Je voudrais ici vous indiquer dans quelles circonstances et comment fut livrée et gagnée cette première bataille du Siège, suivie ensuite de beaucoup d’autres, et qui eut pour résultat d’établir une fois pour toutes l’indépendance et l’autonomie dont le BIT s’est toujours réclamée et qui ne fut plus dès lors sérieusement contestée par personne.

C’était en avril ou en mai 19201. Malgré son insistance pressante2, je n’étais pas encore allé rejoindre Albert Thomas à Londres. Il se trouvait de passage à Paris et rentrait d’une séance agitée de la Chambre des Députés – car il était en même temps que Directeur du BIT, député socialiste, leader d’un grand parti, et il exerçait très sérieusement son mandat. Au cours de notre dîner du soir, il m’informa qu’il en avait assez de voir le BIT se déplacer de Paris à Washington, de Washington à Paris, puis de Paris à Londres et bientôt à Gênes, et qu’il était décidé à faire un coup d’éclat pour installer coûte que coûte ses services à Genève.

« La partie sera rude, me dit-il, car le Secrétaire général de la SdN et ses collaborateurs politiques sont contre Genève. Le Conseil Exécutif de la SdN est également contre et le Conseil Suprème des Allies dirige toute la manoeuvre. J’ai pour moi le Traité de Paix, qui déclare que le siège de la SdN sera établi à Genève, mais qui prévoit également que le Conseil de la SdN peut, à tout moment, décider de l’établir en tout autre lieu. Or, le Président Wilson n’est plus là pour défendre la ville qu’il a choisie. Et il est clair maintenant que les Etats-Unis ne participeront pas à la SdN qu’ils ont pourtant si puissamment contribué à créer. La volonté arrêtée des Gouvernements qui comptent est maintenant de substituer Bruxelles à Genève, car Bruxelles est plus près de Londres et de Paris, et les Cabinets anglais et français entendent bien en profiter pour tenter de prendre le gouvernement des organisations internationales naissantes. Et c’est ce que je suis bien décidé à éviter à tout prix. L’heure est venue pour moi de dénoncer publiquement toutes ces intrigues. » Je te demande auparavant de partir dès demain pour Genève et de me préciser au retour si l’Ecole Thudichum3, susceptible m’affirme-t-on de nous être louée, pourrait être utilisée comme siège éventuel du BIT4. »

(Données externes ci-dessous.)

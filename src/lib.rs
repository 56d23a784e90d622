extern crate self as happenstance;

#[macro_use]
mod macros;
mod api;
mod args;
mod engine;
mod groups;
mod happen;
mod happen_set;

pub use api::{Binder, Engine, HappenConfig, WorldData};
pub use args::{Arg, ArgSet, VarSource};
pub use engine::{
    CORE_WINDOW, Expect, FrameSampler, HISTORY_CAP, ParseError, PerfReport, PredicateFn,
    PredicateTree, REALIZED_WINDOW, RegistryError, Trigger, TriggerDescriptor, TriggerFactory,
    TriggerInit, TriggerRegistry,
};
pub use groups::{GroupResolver, GroupTerm, Sign, parse_where};
pub use happen::{AbstractFn, CallbackId, CoreFn, Happen, HappenId, InitFn, RealizedFn};
pub use happen_set::{BuildError, HappenSet};

// --- Shared host-facing types -----------------------------------------------

/// Identifier of a spatial zone (a room). The two zone-scoped update phases
/// are keyed by this.
#[derive(Debug, Clone, PartialEq, Eq, Hash, PartialOrd, Ord)]
pub struct ZoneId(String);

impl ZoneId {
    pub fn new(id: impl Into<String>) -> Self {
        ZoneId(id.into())
    }

    pub fn as_str(&self) -> &str {
        &self.0
    }
}

impl From<&str> for ZoneId {
    fn from(s: &str) -> Self {
        ZoneId(s.to_string())
    }
}

impl From<String> for ZoneId {
    fn from(s: String) -> Self {
        ZoneId(s)
    }
}

impl std::fmt::Display for ZoneId {
    fn fmt(&self, f: &mut std::fmt::Formatter<'_>) -> std::fmt::Result {
        f.write_str(&self.0)
    }
}

/// Per-session tick context handed to core-update subscribers.
///
/// The engine never reads the wall clock for simulation decisions; `tick` is
/// the only notion of time it advances on its own.
#[derive(Debug, Clone, Copy, Default, PartialEq, Eq)]
pub struct SessionInfo {
    /// Number of completed core-update ticks for the current session.
    pub tick: u64,
}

Et c’est ainsi que je vins pour la première fois à Genève et que je fis, 48 heures après, rapport à mon ami pour lui confirmer que l’Ecole Thudichum pouvait fort bien, selon moi, être retenue comme installation possible5.

Dès lors, sans délai et sans répit, une inoubliable bataille diplomatique fut livrée. Avec une audace incroyable, qui stupéfie les milieux internationaux, Albert Thomas n’hésita pas à se dresser contre les deux pays certainement les plus près de son coeur, l’Angleterre et la France, puis à combattre publiquement les nouveaux projets du Conseil de la SdN et des Gouvernements de l’Entente. Dans un document officiellement adressé au Conseil d’administration mais distribué à la Presse, il écrivait : « On peut se demander si ce changement de siège n’indisposera pas un certain nombre de puissances qui avaient, dans la fixation à Genève, la preuve d’une entière impartialité. Nous déclarons tout net ne pouvoir sacrifier l’avenir du BIT et sa vie aux hésitations et aux combinaisons du secrétariat de la SdN et du Conseil exécutif.6 »

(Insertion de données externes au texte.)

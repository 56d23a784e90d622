//! Named zone groups and WHERE-clause set algebra.
//!
//! A WHERE clause decides which zones a Happen applies to:
//!
//! ```text
//! first + SU_A41 SU_A42 - SU_A22
//! ```
//!
//! Resolution is a left-to-right accumulation with no precedence: start from
//! the empty set, then fold in each term. `+`/`-` set the sign for every
//! identifier that follows until the sign changes (the sign starts positive,
//! so a leading group name seeds the accumulator). An identifier that names a
//! defined group resolves to that group's set; anything else resolves to the
//! singleton set of itself as a zone id.
//!
//! Group resolution is memoized per [`GroupResolver`] lifetime (one Happen
//! Set); any redefinition invalidates the memo, since groups may reference
//! other groups.

use crate::ZoneId;
use crate::engine::ParseError;
use std::collections::{HashMap, HashSet};

#[derive(Debug, Clone, Copy, PartialEq, Eq)]
pub enum Sign {
    Add,
    Subtract,
}

/// One signed term of a WHERE clause or group definition.
#[derive(Debug, Clone, PartialEq, Eq)]
pub struct GroupTerm {
    pub sign: Sign,
    pub ident: String,
}

/// Parses WHERE-clause text into signed terms.
///
/// `+` and `-` may stand alone or prefix an identifier; either way the sign
/// is sticky until the next sign token. A clause ending on a bare sign is a
/// [`ParseError::DanglingSign`].
pub fn parse_where(src: &str) -> Result<Vec<GroupTerm>, ParseError> {
    let mut terms = Vec::new();
    let mut sign = Sign::Add;
    let mut dangling: Option<(char, usize)> = None;
    let mut pos = 0;
    for token in src.split_whitespace() {
        // split_whitespace loses offsets; recover the token's position.
        pos += src[pos..].find(token).unwrap_or(0);
        let mut ident = token;
        match token {
            "+" => {
                sign = Sign::Add;
                dangling = Some(('+', pos));
                pos += token.len();
                continue;
            }
            "-" => {
                sign = Sign::Subtract;
                dangling = Some(('-', pos));
                pos += token.len();
                continue;
            }
            _ => {}
        }
        if let Some(rest) = token.strip_prefix('+') {
            sign = Sign::Add;
            ident = rest;
        } else if let Some(rest) = token.strip_prefix('-') {
            sign = Sign::Subtract;
            ident = rest;
        }
        terms.push(GroupTerm { sign, ident: ident.to_string() });
        dangling = None;
        pos += token.len();
    }
    if let Some((sign, pos)) = dangling {
        return Err(ParseError::DanglingSign { sign, pos });
    }
    if terms.is_empty() {
        return Err(ParseError::Empty);
    }
    Ok(terms)
}

/// Named zone groups with memoized set-algebra resolution.
#[derive(Debug, Default)]
pub struct GroupResolver {
    defs: HashMap<String, Vec<GroupTerm>>,
    memo: HashMap<String, HashSet<ZoneId>>,
}

impl GroupResolver {
    pub fn new() -> Self {
        Self::default()
    }

    /// Defines (or redefines) a named group. Redefinition invalidates the
    /// whole memo: other groups may have resolved through this one.
    pub fn define(&mut self, name: impl Into<String>, terms: Vec<GroupTerm>) {
        self.defs.insert(name.into(), terms);
        self.memo.clear();
    }

    /// Parses `src` as a WHERE clause and defines it under `name`.
    pub fn define_expr(&mut self, name: impl Into<String>, src: &str) -> Result<(), ParseError> {
        let terms = parse_where(src)?;
        self.define(name, terms);
        Ok(())
    }

    pub fn is_group(&self, ident: &str) -> bool {
        self.defs.contains_key(ident)
    }

    /// Defined group names, sorted for stable output.
    pub fn group_names(&self) -> Vec<&str> {
        let mut names: Vec<&str> = self.defs.keys().map(String::as_str).collect();
        names.sort_unstable();
        names
    }

    /// Resolves a named group to its zone set. Unknown names resolve to the
    /// empty set.
    pub fn resolve(&mut self, name: &str) -> HashSet<ZoneId> {
        let mut in_progress = Vec::new();
        self.resolve_inner(name, &mut in_progress)
    }

    /// Resolves an ad-hoc term sequence (a Happen's WHERE clause).
    pub fn resolve_terms(&mut self, terms: &[GroupTerm]) -> HashSet<ZoneId> {
        let mut in_progress = Vec::new();
        self.resolve_terms_inner(terms, &mut in_progress)
    }

    fn resolve_inner(&mut self, name: &str, in_progress: &mut Vec<String>) -> HashSet<ZoneId> {
        if let Some(cached) = self.memo.get(name) {
            return cached.clone();
        }
        if in_progress.iter().any(|n| n == name) {
            tracing::warn!(group = name, "group definition cycle; resolving as empty");
            return HashSet::new();
        }
        let Some(terms) = self.defs.get(name).cloned() else {
            return HashSet::new();
        };
        in_progress.push(name.to_string());
        let resolved = self.resolve_terms_inner(&terms, in_progress);
        in_progress.pop();
        self.memo.insert(name.to_string(), resolved.clone());
        resolved
    }

    fn resolve_terms_inner(
        &mut self,
        terms: &[GroupTerm],
        in_progress: &mut Vec<String>,
    ) -> HashSet<ZoneId> {
        let mut out: HashSet<ZoneId> = HashSet::new();
        for term in terms {
            if self.defs.contains_key(&term.ident) {
                let members = self.resolve_inner(&term.ident, in_progress);
                match term.sign {
                    Sign::Add => out.extend(members),
                    Sign::Subtract => {
                        for member in &members {
                            out.remove(member);
                        }
                    }
                }
            } else {
                let zone = ZoneId::new(term.ident.clone());
                match term.sign {
                    Sign::Add => {
                        out.insert(zone);
                    }
                    Sign::Subtract => {
                        out.remove(&zone);
                    }
                }
            }
        }
        out
    }
}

Timidement, avec beaucoup d’appréhension, la majorité du Conseil d’administration suivit son Directeur7. Genève fut choisie. Le 11 juin, le Secrétariat de la SdN fut informé de cette décision. Quelques jours après, un certain nombre de fonctionnaires restés à Londres vinrent occuper l’Ecole Thudichum8. Au début de juillet, les autres membres de l’équipe improvisée, directeur en tête, qui venaient de participer à la Conférence (maritime) du Travail tenue à Gênes, arrivaient en gare de Genève-Cornavin où ils furent accueillis par les fameux huissiers revêtus du manteau jaune et rouge et salués par les autorités de la ville et du canton qui témoignèrent à Albert Thomas9 la profonde reconnaissance qui lui était due.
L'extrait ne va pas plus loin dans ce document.